When investors tokenize private assets like venture capital funds, private equity, or commercial real estate, they don't magically gain instant liquidity. These assets maintain their underlying characteristics, including lengthy redemption windows that can extend 30, 60, or even 90+ days. For DeFi natives accustomed to swapping assets in seconds, this wait time is unacceptable—and it's stalling institutional capital flows into the space.
Ferguson's experience at Securitize, a leading platform for tokenizing securities with over $1 billion in assets under management, gives him direct insight into this friction point. The company has facilitated token offerings for major firms including KKR and has partnered with BlackRock on the BUIDL fund, making Ferguson's observations particularly relevant to institutional adoption trends.

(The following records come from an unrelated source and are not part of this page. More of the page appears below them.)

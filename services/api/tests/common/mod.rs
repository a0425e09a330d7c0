//! Shared setup for the HTTP tests: the real router over in-memory ports.

#![allow(dead_code)]

use std::collections::HashMap;
use std::sync::Arc;

use api_lib::config::Config;
use api_lib::web::app_router;
use api_lib::web::state::{AppState, Ports};
use axum::{
    body::Body,
    http::{header, Method, Request, StatusCode},
    Router,
};
use http_body_util::BodyExt;
use neurocom_core::domain::{Tier, User};
use neurocom_core::memory::{InMemoryStore, KeywordEmbedder, ScriptedGenerator};
use serde_json::Value;
use tower::ServiceExt;

pub const DIMS: usize = 64;
pub const ANSWER: &str = "Vamos olhar para isso juntos.";
pub const FOLLOWUPS: &str = "- O que mudou desde ontem?\n- Qual seria o primeiro passo?";

pub fn test_config() -> Config {
    let vars: HashMap<&str, String> = [
        ("DATABASE_URL", "postgres://localhost/neurocom_test".to_string()),
        ("JWT_SECRET", "segredo-de-teste".to_string()),
        ("OPENAI_API_KEY", "sk-test".to_string()),
        ("EMBEDDING_DIMENSIONS", DIMS.to_string()),
        ("GENERATION_TIMEOUT_MS", "5000".to_string()),
    ]
    .into_iter()
    .collect();
    Config::from_lookup(|name| vars.get(name).cloned()).unwrap()
}

pub struct TestServer {
    pub store: Arc<InMemoryStore>,
    pub generator: Arc<ScriptedGenerator>,
    pub state: Arc<AppState>,
    pub router: Router,
}

impl TestServer {
    pub fn new() -> Self {
        let store = Arc::new(InMemoryStore::new());
        let generator = Arc::new(ScriptedGenerator::new(ANSWER).with_followups(FOLLOWUPS));
        let ports = Ports {
            users: store.clone(),
            conversations: store.clone(),
            reflections: store.clone(),
            learning: store.clone(),
            inbox: store.clone(),
            vectors: store.clone(),
            embeddings: Arc::new(KeywordEmbedder::new(DIMS)),
            generator: generator.clone(),
        };
        let state = Arc::new(AppState::new(Arc::new(test_config()), ports));
        let router = app_router(state.clone()).unwrap();
        Self {
            store,
            generator,
            state,
            router,
        }
    }

    /// Seeds a user and returns it with a valid bearer token.
    pub fn user(&self, tier: Tier) -> (User, String) {
        let user = self
            .store
            .seed_user(&format!("{}@neurocom.test", uuid::Uuid::new_v4()), tier);
        let token = self.state.jwt.issue(user.id, &user.email).unwrap();
        (user, token)
    }

    pub async fn request(
        &self,
        method: Method,
        uri: &str,
        token: Option<&str>,
        body: Option<Value>,
    ) -> (StatusCode, Value) {
        let mut builder = Request::builder().method(method).uri(uri);
        if let Some(token) = token {
            builder = builder.header(header::AUTHORIZATION, format!("Bearer {}", token));
        }
        let body = match body {
            Some(json) => {
                builder = builder.header(header::CONTENT_TYPE, "application/json");
                Body::from(json.to_string())
            }
            None => Body::empty(),
        };

        let response = self
            .router
            .clone()
            .oneshot(builder.body(body).unwrap())
            .await
            .unwrap();
        let status = response.status();
        let bytes = response.into_body().collect().await.unwrap().to_bytes();
        let json = if bytes.is_empty() {
            Value::Null
        } else {
            serde_json::from_slice(&bytes).unwrap_or(Value::Null)
        };
        (status, json)
    }

    pub async fn get(&self, uri: &str, token: &str) -> (StatusCode, Value) {
        self.request(Method::GET, uri, Some(token), None).await
    }

    pub async fn post(&self, uri: &str, token: &str, body: Value) -> (StatusCode, Value) {
        self.request(Method::POST, uri, Some(token), Some(body)).await
    }
}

A Protocol Solution for Illiquid Assets
Ferguson outlined a potential protocol design to bridge this liquidity gap:
- Stablecoin deposit mechanism – Users deposit USDC, USDT, or other stablecoins into a liquidity pool
- RWA backstop functionality – The protocol provides immediate liquidity for illiquid tokenized assets
- Premium liquidation fees – High fees compensate liquidity providers for taking on redemption risk
- Depositor incentives – Yield generation and rewards encourage stablecoin deposits
- Additional yield strategies – Optional yield optimization and looping to create a comprehensive RWA yield platform
This design essentially creates a market-making layer between DeFi's instant liquidity expectations and traditional finance's settlement timelines. Liquidity providers would earn premium returns by accepting longer lock-up periods, while RWA holders gain faster exit options—similar to how market makers in traditional finance provide liquidity for illiquid bonds or OTC securities.

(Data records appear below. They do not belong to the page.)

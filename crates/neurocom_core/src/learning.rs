//! crates/neurocom_core/src/learning.rs
//!
//! Learning tracks, video progress and the developer profile.
//!
//! These are the write paths for what the context assembler later reads back
//! as recency signals (tracks in progress, recently watched videos) and what
//! the guardian persona is tailored with (the profile).

use std::sync::Arc;

use chrono::{DateTime, Utc};
use tracing::{debug, info};
use uuid::Uuid;

use crate::access::content_accessible;
use crate::domain::{
    ProfileUpdate, StepFeedback, Tier, Track, TrackEnrollment, TrackStatus,
    TrackStep, User, UserProfile, Video, VideoProgress, VideoProgressUpdate,
};
use crate::error::{CoreError, CoreResult};
use crate::ports::{LearningRepository, UserRepository};

/// Share of a video's duration after which it counts as watched.
pub const COMPLETION_RATIO: f64 = 0.9;

const TRACK_NOT_FOUND: &str = "Trilha não encontrada";
const VIDEO_NOT_FOUND: &str = "Vídeo não encontrado";

/// A catalog entry with the caller's standing, if enrolled.
#[derive(Debug, Clone, PartialEq)]
pub struct TrackOverview {
    pub track: Track,
    pub enrollment: Option<TrackEnrollment>,
}

#[derive(Debug, Clone, PartialEq)]
pub struct StepState {
    pub step: TrackStep,
    pub completed_at: Option<DateTime<Utc>>,
}

#[derive(Debug, Clone, PartialEq)]
pub struct TrackDetail {
    pub track: Track,
    pub steps: Vec<StepState>,
    pub enrollment: Option<TrackEnrollment>,
}

/// What finishing a step did to the enclosing track.
#[derive(Debug, Clone, PartialEq)]
pub struct StepOutcome {
    pub enrollment: TrackEnrollment,
    pub next_step_id: Option<Uuid>,
}

impl StepOutcome {
    pub fn track_completed(&self) -> bool {
        self.enrollment.status == TrackStatus::Completed
    }
}

/// Rounded share of `done` over `total`, in percent. An empty track counts as one step.
pub fn percent_complete(done: usize, total: usize) -> i32 {
    let total = total.max(1);
    let done = done.min(total);
    ((done * 200 + total) / (2 * total)) as i32
}

/// Whether a reported position finishes the video.
fn reaches_end(position_seconds: i32, duration_seconds: Option<i32>) -> bool {
    match duration_seconds {
        Some(duration) if duration > 0 => {
            f64::from(position_seconds) >= f64::from(duration) * COMPLETION_RATIO
        }
        _ => false,
    }
}

fn clean_list(items: Vec<String>) -> Vec<String> {
    items
        .into_iter()
        .map(|i| i.trim().to_string())
        .filter(|i| !i.is_empty())
        .collect()
}

#[derive(Clone)]
pub struct LearningService {
    repo: Arc<dyn LearningRepository>,
    users: Arc<dyn UserRepository>,
}

impl LearningService {
    pub fn new(repo: Arc<dyn LearningRepository>, users: Arc<dyn UserRepository>) -> Self {
        Self { repo, users }
    }

    //=====================================================================================
    // Videos
    //=====================================================================================

    /// A video and the caller's progress in it.
    pub async fn video(
        &self,
        user_id: Uuid,
        slug: &str,
    ) -> CoreResult<(Video, Option<VideoProgress>)> {
        let video = self
            .repo
            .find_video(slug)
            .await?
            .ok_or_else(|| CoreError::NotFound(VIDEO_NOT_FOUND.to_string()))?;
        let progress = self.repo.video_progress(user_id, video.id).await?;
        Ok((video, progress))
    }

    /// Records a player position. Once a video is completed it stays completed.
    pub async fn record_video_progress(
        &self,
        user_id: Uuid,
        slug: &str,
        update: VideoProgressUpdate,
    ) -> CoreResult<VideoProgress> {
        if update.position_seconds < 0 {
            return Err(CoreError::Validation(
                "position_seconds must not be negative".to_string(),
            ));
        }
        let (video, previous) = self.video(user_id, slug).await?;

        let completed = update
            .completed
            .unwrap_or_else(|| reaches_end(update.position_seconds, video.duration_seconds))
            || previous.map_or(false, |p| p.completed);

        let progress = self
            .repo
            .save_video_progress(user_id, video.id, update.position_seconds, completed)
            .await?;
        debug!(
            "User {} at {}s of video {} (completed: {})",
            user_id, progress.position_seconds, video.slug, progress.completed
        );
        Ok(progress)
    }

    //=====================================================================================
    // Tracks
    //=====================================================================================

    /// Every track the caller's plan can open, with their enrollment.
    pub async fn catalog(&self, user: &User) -> CoreResult<Vec<TrackOverview>> {
        let levels: Vec<Tier> = Tier::ALL
            .into_iter()
            .filter(|level| content_accessible(user.tier, *level))
            .collect();
        let (tracks, enrollments) = tokio::join!(
            self.repo.list_tracks(&levels),
            self.repo.enrollments(user.id)
        );
        let enrollments = enrollments?;

        Ok(tracks?
            .into_iter()
            .map(|track| {
                let enrollment = enrollments
                    .iter()
                    .find(|e| e.track_id == track.id)
                    .cloned();
                TrackOverview { track, enrollment }
            })
            .collect())
    }

    /// A track with its steps marked done or pending for the caller.
    /// The content-level guard has already run.
    pub async fn track(&self, user_id: Uuid, identifier: &str) -> CoreResult<TrackDetail> {
        let track = self.find_track(identifier).await?;
        let (steps, completions, enrollments) = tokio::join!(
            self.repo.track_steps(track.id),
            self.repo.step_completions(user_id, track.id),
            self.repo.enrollments(user_id)
        );
        let completions = completions?;

        let steps = steps?
            .into_iter()
            .map(|step| StepState {
                completed_at: completions
                    .iter()
                    .find(|c| c.step_id == step.id)
                    .map(|c| c.completed_at),
                step,
            })
            .collect();
        let enrollment = enrollments?.into_iter().find(|e| e.track_id == track.id);

        Ok(TrackDetail {
            track,
            steps,
            enrollment,
        })
    }

    /// Enrolls the caller at the first step. Starting an already started
    /// track returns the existing enrollment unchanged.
    pub async fn start_track(
        &self,
        user_id: Uuid,
        identifier: &str,
    ) -> CoreResult<TrackEnrollment> {
        let track = self.find_track(identifier).await?;
        if let Some(existing) = self
            .repo
            .enrollments(user_id)
            .await?
            .into_iter()
            .find(|e| e.track_id == track.id)
        {
            return Ok(existing);
        }

        let first_step = self.repo.track_steps(track.id).await?.into_iter().next();
        let enrollment = TrackEnrollment {
            track_id: track.id,
            status: TrackStatus::InProgress,
            percent: 0,
            current_step_id: first_step.map(|s| s.id),
            completed_at: None,
            updated_at: Utc::now(),
        };
        let saved = self.repo.save_enrollment(user_id, &enrollment).await?;
        info!("User {} started track {}", user_id, track.slug);
        Ok(saved)
    }

    /// Marks a step done and recomputes the track's percentage and next step.
    pub async fn complete_step(
        &self,
        user: &User,
        step_id: Uuid,
        feedback: StepFeedback,
    ) -> CoreResult<StepOutcome> {
        if let Some(rating) = feedback.rating {
            if !(1..=5).contains(&rating) {
                return Err(CoreError::Validation(
                    "rating must be between 1 and 5".to_string(),
                ));
            }
        }
        let step = self
            .repo
            .find_step(step_id)
            .await?
            .ok_or_else(|| CoreError::NotFound("Etapa não encontrada".to_string()))?;
        let track = self.find_track(&step.track_id.to_string()).await?;
        if !content_accessible(user.tier, track.level) {
            return Err(CoreError::InsufficientTier {
                current: user.tier,
                allowed: track.level.and_above(),
            });
        }

        let feedback = StepFeedback {
            rating: feedback.rating,
            feedback: feedback
                .feedback
                .map(|f| f.trim().to_string())
                .filter(|f| !f.is_empty()),
        };
        self.repo
            .save_step_completion(user.id, step.id, &feedback)
            .await?;

        let (steps, completions) = tokio::join!(
            self.repo.track_steps(track.id),
            self.repo.step_completions(user.id, track.id)
        );
        let steps = steps?;
        let completions = completions?;
        let done = steps
            .iter()
            .filter(|s| completions.iter().any(|c| c.step_id == s.id))
            .count();
        let percent = percent_complete(done, steps.len());
        let next_step_id = steps
            .iter()
            .find(|s| s.position > step.position)
            .map(|s| s.id);

        let now = Utc::now();
        let status = if percent >= 100 {
            TrackStatus::Completed
        } else {
            TrackStatus::InProgress
        };
        let enrollment = TrackEnrollment {
            track_id: track.id,
            status,
            percent,
            current_step_id: next_step_id,
            completed_at: (status == TrackStatus::Completed).then_some(now),
            updated_at: now,
        };
        let enrollment = self.repo.save_enrollment(user.id, &enrollment).await?;
        info!(
            "User {} completed step {} of track {} ({}%)",
            user.id, step.id, track.slug, percent
        );

        Ok(StepOutcome {
            enrollment,
            next_step_id,
        })
    }

    async fn find_track(&self, identifier: &str) -> CoreResult<Track> {
        self.repo
            .find_track(identifier)
            .await?
            .ok_or_else(|| CoreError::NotFound(TRACK_NOT_FOUND.to_string()))
    }

    //=====================================================================================
    // Developer profile
    //=====================================================================================

    pub async fn profile(&self, user_id: Uuid) -> CoreResult<Option<UserProfile>> {
        Ok(self.users.find_profile(user_id).await?)
    }

    /// Applies a partial edit on top of the stored profile, creating it if needed.
    pub async fn update_profile(
        &self,
        user_id: Uuid,
        update: ProfileUpdate,
    ) -> CoreResult<UserProfile> {
        let mut profile = self.users.find_profile(user_id).await?.unwrap_or_default();
        if let Some(goals) = update.goals {
            profile.goals = clean_list(goals);
        }
        if let Some(interests) = update.interests {
            profile.interests = clean_list(interests);
        }
        if let Some(level) = update.experience_level {
            profile.experience_level = Some(level.trim().to_string()).filter(|l| !l.is_empty());
        }
        Ok(self.users.save_profile(user_id, &profile).await?)
    }
}

#[cfg(test)]
mod tests {
    use super::*;

    #[test]
    fn percent_rounds_to_nearest() {
        assert_eq!(percent_complete(0, 3), 0);
        assert_eq!(percent_complete(1, 3), 33);
        assert_eq!(percent_complete(2, 3), 67);
        assert_eq!(percent_complete(3, 3), 100);
        assert_eq!(percent_complete(0, 0), 0);
    }

    #[test]
    fn ninety_percent_of_the_duration_finishes_a_video() {
        assert!(reaches_end(540, Some(600)));
        assert!(!reaches_end(539, Some(600)));
        assert!(!reaches_end(10_000, None));
        assert!(!reaches_end(10, Some(0)));
    }
}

XRP and Ripple: Positioned for RWA Infrastructure
This development holds particular significance for XRP and Ripple's strategic positioning in the tokenized asset space. Ripple has increasingly focused on RWA infrastructure, with CEO Brad Garlinghouse publicly emphasizing tokenization as a core growth vertical.
Impact on Ripple's Business Operations: Ripple's payment infrastructure and XRP Ledger capabilities could serve as ideal settlement layers for RWA liquidity protocols. The network's low transaction costs (fractions of a cent) and fast settlement times (3-5 seconds) address key pain points Ferguson identified. If protocols like the one Ferguson envisions gain traction, Ripple could position XRPL as the preferred infrastructure for RWA secondary markets.

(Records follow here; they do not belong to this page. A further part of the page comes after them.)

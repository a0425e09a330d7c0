//! crates/neurocom_core/src/access.rs
//!
//! Plan-tier gating and monthly quotas.
//!
//! An [`AccessChain`] is an ordered list of [`Guard`]s declared per endpoint.
//! [`AccessControl::enforce`] resolves the caller's user record once, stores it
//! on the [`RequestContext`], and runs the guards against it in order. The
//! first failing guard ends the request with a structured refusal.

use std::sync::Arc;

use tracing::warn;
use uuid::Uuid;

use crate::domain::{ContentKind, ContentLevel, Resource, Tier, User};
use crate::error::{CoreError, CoreResult};
use crate::ports::{LearningRepository, UserRepository};

//=========================================================================================
// Quotas
//=========================================================================================

/// A monthly allowance. `Unlimited` is a sentinel, never a large number.
#[derive(Debug, Clone, Copy, PartialEq, Eq)]
pub enum QuotaLimit {
    Limited(u32),
    Unlimited,
}

impl QuotaLimit {
    pub fn allows(self, used: u32) -> bool {
        match self {
            QuotaLimit::Limited(limit) => used < limit,
            QuotaLimit::Unlimited => true,
        }
    }

    /// The finite limit, if any.
    pub fn value(self) -> Option<u32> {
        match self {
            QuotaLimit::Limited(limit) => Some(limit),
            QuotaLimit::Unlimited => None,
        }
    }
}

/// Per-tier limits for one resource.
#[derive(Debug, Clone, Copy, PartialEq, Eq)]
pub struct QuotaTable {
    pub free: QuotaLimit,
    pub intermediate: QuotaLimit,
    pub full: QuotaLimit,
}

impl QuotaTable {
    /// Free gets nothing, full is unlimited, intermediate gets `limit`.
    pub fn intermediate_only(limit: u32) -> Self {
        Self {
            free: QuotaLimit::Limited(0),
            intermediate: QuotaLimit::Limited(limit),
            full: QuotaLimit::Unlimited,
        }
    }

    pub fn for_tier(&self, tier: Tier) -> QuotaLimit {
        match tier {
            Tier::Free => self.free,
            Tier::Intermediate => self.intermediate,
            Tier::Full => self.full,
        }
    }
}

/// Where a user stands against one resource's monthly allowance.
#[derive(Debug, Clone, Copy, PartialEq, Eq)]
pub struct QuotaStatus {
    pub limit: QuotaLimit,
    pub used: u32,
}

impl QuotaStatus {
    pub fn of(user: &User, resource: Resource, limits: &QuotaTable) -> Self {
        Self {
            limit: limits.for_tier(user.tier),
            used: user.usage(resource),
        }
    }

    pub fn can_use(&self) -> bool {
        self.limit.allows(self.used)
    }
}

//=========================================================================================
// Rules
//=========================================================================================

/// Access is granted iff the tier ranks at or above the content level.
pub fn content_accessible(tier: Tier, level: ContentLevel) -> bool {
    tier.rank() >= level.rank()
}

fn check_minimum_tier(tier: Tier, allowed: &[Tier]) -> CoreResult<()> {
    if allowed.contains(&tier) {
        Ok(())
    } else {
        Err(CoreError::InsufficientTier {
            current: tier,
            allowed: allowed.to_vec(),
        })
    }
}

fn check_quota(user: &User, resource: Resource, limits: &QuotaTable) -> CoreResult<()> {
    let status = QuotaStatus::of(user, resource, limits);
    if status.can_use() {
        return Ok(());
    }
    Err(CoreError::QuotaExceeded {
        resource,
        // `can_use` only fails for finite limits.
        limit: status.limit.value().unwrap_or(u32::MAX),
        used: status.used,
        current: user.tier,
    })
}

//=========================================================================================
// Guards and the Request Context
//=========================================================================================

#[derive(Debug, Clone, PartialEq)]
pub enum Guard {
    /// Passes only for the listed tiers.
    MinimumTier(Vec<Tier>),
    /// Passes while the caller's monthly counter is below the tier's limit.
    MonthlyQuota {
        resource: Resource,
        limits: QuotaTable,
    },
    /// Compares the caller's tier with the level of the addressed content item.
    ContentLevel(ContentKind),
}

/// An endpoint's declared guard sequence.
#[derive(Debug, Clone, Default, PartialEq)]
pub struct AccessChain {
    guards: Vec<Guard>,
}

impl AccessChain {
    pub fn new() -> Self {
        Self::default()
    }

    pub fn require_tier(mut self, allowed: impl IntoIterator<Item = Tier>) -> Self {
        self.guards
            .push(Guard::MinimumTier(allowed.into_iter().collect()));
        self
    }

    pub fn monthly_quota(mut self, resource: Resource, limits: QuotaTable) -> Self {
        self.guards.push(Guard::MonthlyQuota { resource, limits });
        self
    }

    pub fn content_level(mut self, kind: ContentKind) -> Self {
        self.guards.push(Guard::ContentLevel(kind));
        self
    }

    pub fn guards(&self) -> &[Guard] {
        &self.guards
    }
}

/// The authenticated caller, threaded through the guards and into handlers.
#[derive(Debug, Clone, PartialEq)]
pub struct RequestContext {
    pub user_id: Uuid,
    user: Option<User>,
}

impl RequestContext {
    pub fn authenticated(user_id: Uuid) -> Self {
        Self {
            user_id,
            user: None,
        }
    }

    /// The resolved user record, once the tier resolution guard has run.
    pub fn user(&self) -> Option<&User> {
        self.user.as_ref()
    }

    pub fn with_user(self, user: User) -> Self {
        Self {
            user_id: self.user_id,
            user: Some(user),
        }
    }
}

//=========================================================================================
// Enforcement
//=========================================================================================

#[derive(Clone)]
pub struct AccessControl {
    users: Arc<dyn UserRepository>,
    learning: Arc<dyn LearningRepository>,
}

impl AccessControl {
    pub fn new(users: Arc<dyn UserRepository>, learning: Arc<dyn LearningRepository>) -> Self {
        Self { users, learning }
    }

    /// Tier resolution: loads the caller's record unless the context already has it.
    pub async fn resolve(&self, ctx: RequestContext) -> CoreResult<RequestContext> {
        if ctx.user.is_some() {
            return Ok(ctx);
        }
        let user = self
            .users
            .find_user(ctx.user_id)
            .await?
            .ok_or(CoreError::UserNotFound(ctx.user_id))?;
        Ok(ctx.with_user(user))
    }

    /// Runs `chain` for the caller. `content_id` is the slug or id of the
    /// addressed content item, for chains with a content-level guard.
    pub async fn enforce(
        &self,
        chain: &AccessChain,
        ctx: RequestContext,
        content_id: Option<&str>,
    ) -> CoreResult<RequestContext> {
        let ctx = self.resolve(ctx).await?;
        let user = ctx.user.as_ref().ok_or(CoreError::UserNotFound(ctx.user_id))?;

        for guard in &chain.guards {
            match guard {
                Guard::MinimumTier(allowed) => check_minimum_tier(user.tier, allowed)?,
                Guard::MonthlyQuota { resource, limits } => check_quota(user, *resource, limits)?,
                Guard::ContentLevel(kind) => {
                    self.check_content(*kind, content_id, user.tier).await?
                }
            }
        }
        Ok(ctx)
    }

    /// Unresolvable content passes so the handler can answer with its own 404.
    async fn check_content(
        &self,
        kind: ContentKind,
        content_id: Option<&str>,
        tier: Tier,
    ) -> CoreResult<()> {
        let Some(content_id) = content_id else {
            return Ok(());
        };
        let level = match self.learning.content_level(kind, content_id).await {
            Ok(Some(level)) => level,
            Ok(None) => return Ok(()),
            Err(e) => {
                warn!("Could not resolve level of {:?} '{}': {}", kind, content_id, e);
                return Ok(());
            }
        };
        if content_accessible(tier, level) {
            Ok(())
        } else {
            Err(CoreError::InsufficientTier {
                current: tier,
                allowed: level.and_above(),
            })
        }
    }
}

#[cfg(test)]
mod tests {
    use super::*;
    use chrono::Utc;

    fn user(tier: Tier, messages: u32) -> User {
        User {
            id: Uuid::new_v4(),
            name: None,
            email: "u@example.com".to_string(),
            tier,
            messages_sent_this_month: messages,
            consultations_booked_this_month: 0,
            created_at: Utc::now(),
        }
    }

    #[test]
    fn content_access_follows_rank_for_every_pair() {
        for tier in Tier::ALL {
            for level in Tier::ALL {
                assert_eq!(
                    content_accessible(tier, level),
                    tier.rank() >= level.rank(),
                    "tier {} level {}",
                    tier,
                    level
                );
            }
        }
        assert!(!content_accessible(Tier::Free, Tier::Intermediate));
        assert!(content_accessible(Tier::Intermediate, Tier::Free));
    }

    #[test]
    fn quota_blocks_at_limit_and_never_for_unlimited() {
        let limits = QuotaTable::intermediate_only(5);
        assert!(check_quota(&user(Tier::Intermediate, 4), Resource::Messages, &limits).is_ok());
        assert!(matches!(
            check_quota(&user(Tier::Intermediate, 5), Resource::Messages, &limits),
            Err(CoreError::QuotaExceeded { limit: 5, used: 5, .. })
        ));
        assert!(check_quota(&user(Tier::Free, 0), Resource::Messages, &limits).is_err());
        assert!(check_quota(&user(Tier::Full, u32::MAX), Resource::Messages, &limits).is_ok());
    }

    #[test]
    fn minimum_tier_reports_allowed_set() {
        let err = check_minimum_tier(Tier::Free, &[Tier::Intermediate, Tier::Full]).unwrap_err();
        match err {
            CoreError::InsufficientTier { current, allowed } => {
                assert_eq!(current, Tier::Free);
                assert_eq!(allowed, vec![Tier::Intermediate, Tier::Full]);
            }
            other => panic!("unexpected error: {other:?}"),
        }
    }
}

Partnership and Adoption Opportunities: With Ripple's ongoing partnerships with financial institutions globally—including recent collaborations with central banks on CBDC projects—the company could integrate RWA liquidity solutions into existing banking relationships. This bridges traditional finance and DeFi in precisely the manner institutional clients require.
XRP Price Potential: Increased RWA activity on XRP Ledger could drive token demand through several mechanisms: bridge currency utility for cross-border RWA settlements, potential use as collateral in liquidity protocols, and validator incentives as network activity increases. However, price impact depends heavily on actual protocol adoption and integration specifics.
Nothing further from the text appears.